//! Dictionary-driven noun-phrase chunker.
//!
//! No tagger: a phrase is a run of words between punctuation and common
//! function words (pronouns, auxiliaries, prepositions, fillers). Determiners
//! open a phrase; "of" and coordinating conjunctions stay inside one when
//! content words sit on both sides.

use regex::Regex;
use std::sync::LazyLock;

use super::NlpSegmenter;

static TOKEN_RE: LazyLock<Regex> = LazyLock::new(|| {
    Regex::new(r"[\p{L}\p{N}]+(?:['’][\p{L}\p{N}]+)*|[^\s\p{L}\p{N}]")
        .expect("token pattern is valid")
});

const DETERMINERS: &[&str] = &[
    "the", "a", "an", "my", "your", "his", "her", "its", "our", "their", "this", "these",
    "those", "every", "some", "no", "each", "any",
];

const LINKERS: &[&str] = &["of", "and", "or", "but"];

const BREAKERS: &[&str] = &[
    // Pronouns
    "i", "you", "he", "she", "it", "we", "they", "me", "him", "us", "them", "myself",
    "yourself", "i'm", "you're", "he's", "she's", "it's", "we're", "they're", "i'll",
    "you'll", "we'll", "i've", "you've", "i'd", "you'd", "let's", "that's", "there's",
    // Auxiliaries and everyday verbs
    "is", "are", "was", "were", "be", "been", "being", "am", "do", "does", "did", "don't",
    "doesn't", "didn't", "can", "can't", "could", "couldn't", "will", "won't", "would",
    "wouldn't", "should", "shall", "might", "must", "have", "has", "had", "ain't", "isn't",
    "aren't", "wasn't", "get", "got", "go", "going", "gonna", "wanna", "gotta", "know",
    "want", "need", "feel", "see", "say", "said", "make", "take", "come", "let", "tell",
    "give", "keep",
    // Prepositions
    "in", "on", "at", "to", "from", "with", "for", "by", "into", "onto", "over", "under",
    "through", "about", "like", "up", "down", "out", "off", "away", "around", "without",
    "across", "till", "until", "'til",
    // Adverbs, wh-words, fillers
    "not", "never", "just", "so", "too", "very", "now", "then", "when", "where", "why",
    "how", "what", "who", "there", "here", "if", "that", "than", "as", "because", "'cause",
    "cause", "yeah", "oh", "ooh", "whoa", "hey", "na", "la", "uh", "ah", "still", "again",
    "ever", "always", "only", "really", "all",
];

fn word_key(word: &str) -> String {
    word.to_lowercase().replace('’', "'")
}

#[derive(Debug, Clone, Copy, PartialEq)]
enum WordClass {
    Determiner,
    Linker,
    Breaker,
    Content,
}

fn classify(token: &str) -> WordClass {
    if !token.chars().any(|c| c.is_alphanumeric()) {
        return WordClass::Breaker;
    }
    let key = word_key(token);
    let key = key.as_str();
    if DETERMINERS.contains(&key) {
        WordClass::Determiner
    } else if LINKERS.contains(&key) {
        WordClass::Linker
    } else if BREAKERS.contains(&key) {
        WordClass::Breaker
    } else {
        WordClass::Content
    }
}

/// Default segmenter for the CLI; swap in a real tagger through `NlpSegmenter`.
#[derive(Debug, Default, Clone, Copy)]
pub struct HeuristicSegmenter;

#[derive(Default)]
struct PhraseBuilder<'a> {
    words: Vec<(&'a str, WordClass)>,
    pending: Option<&'a str>,
    phrases: Vec<String>,
}

impl<'a> PhraseBuilder<'a> {
    fn has_content(&self) -> bool {
        self.words.iter().any(|(_, c)| *c == WordClass::Content)
    }

    fn flush(&mut self) {
        self.pending = None;
        while matches!(
            self.words.last(),
            Some((_, WordClass::Determiner | WordClass::Linker))
        ) {
            self.words.pop();
        }
        if self.has_content() {
            let phrase: Vec<&str> = self.words.iter().map(|(w, _)| *w).collect();
            self.phrases.push(phrase.join(" "));
        }
        self.words.clear();
    }

    fn push(&mut self, token: &'a str) {
        match classify(token) {
            WordClass::Breaker => self.flush(),
            WordClass::Determiner => {
                // "king of the road" stays whole
                if self.pending.is_some_and(|p| word_key(p) == "of") {
                    let of = self.pending.take().unwrap_or(token);
                    self.words.push((of, WordClass::Linker));
                } else {
                    self.flush();
                }
                self.words.push((token, WordClass::Determiner));
            }
            WordClass::Linker => {
                let after_content =
                    matches!(self.words.last(), Some((_, WordClass::Content)));
                if after_content && self.pending.is_none() {
                    self.pending = Some(token);
                } else {
                    self.flush();
                }
            }
            WordClass::Content => {
                if let Some(linker) = self.pending.take() {
                    self.words.push((linker, WordClass::Linker));
                }
                self.words.push((token, WordClass::Content));
            }
        }
    }
}

impl NlpSegmenter for HeuristicSegmenter {
    fn segment_noun_phrases(&self, text: &str) -> Vec<String> {
        let mut builder = PhraseBuilder::default();
        for token in TOKEN_RE.find_iter(text) {
            builder.push(token.as_str());
        }
        builder.flush();
        builder.phrases
    }
}

#[cfg(test)]
mod tests {
    use super::*;

    fn chunks(text: &str) -> Vec<String> {
        HeuristicSegmenter.segment_noun_phrases(text)
    }

    #[test]
    fn test_long_phrase_kept_whole() {
        assert_eq!(
            chunks("the lonely road of endless summer nights"),
            vec!["the lonely road of endless summer nights"]
        );
    }

    #[test]
    fn test_determiner_splits_coordination() {
        assert_eq!(chunks("Oh, the sun and the moon."), vec!["the sun", "the moon"]);
    }

    #[test]
    fn test_conjunction_between_content_words() {
        assert_eq!(chunks("salt and pepper"), vec!["salt and pepper"]);
    }

    #[test]
    fn test_of_the_joins() {
        assert_eq!(
            chunks("I'm in love with the king of the road"),
            vec!["love", "the king of the road"]
        );
    }

    #[test]
    fn test_trailing_linker_dropped() {
        assert_eq!(chunks("the end of"), vec!["the end"]);
    }

    #[test]
    fn test_function_words_only() {
        assert!(chunks("and the").is_empty());
        assert!(chunks("oh yeah, I know you can").is_empty());
        assert!(chunks("").is_empty());
    }

    #[test]
    fn test_curly_apostrophe_pronoun_breaks() {
        assert_eq!(chunks("cold coffee I’m drinking"), vec!["cold coffee", "drinking"]);
    }
}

□ □ □ □ □ □ □

• What the task requires: Among the lines above, find those containing the word "cause" and copy each.

• The completed task:
    "how", "what", "who", "there", "here", "if", "that", "than", "as", "because", "'cause",
    "cause", "yeah", "oh", "ooh", "whoa", "hey", "na", "la", "uh", "ah", "still", "again",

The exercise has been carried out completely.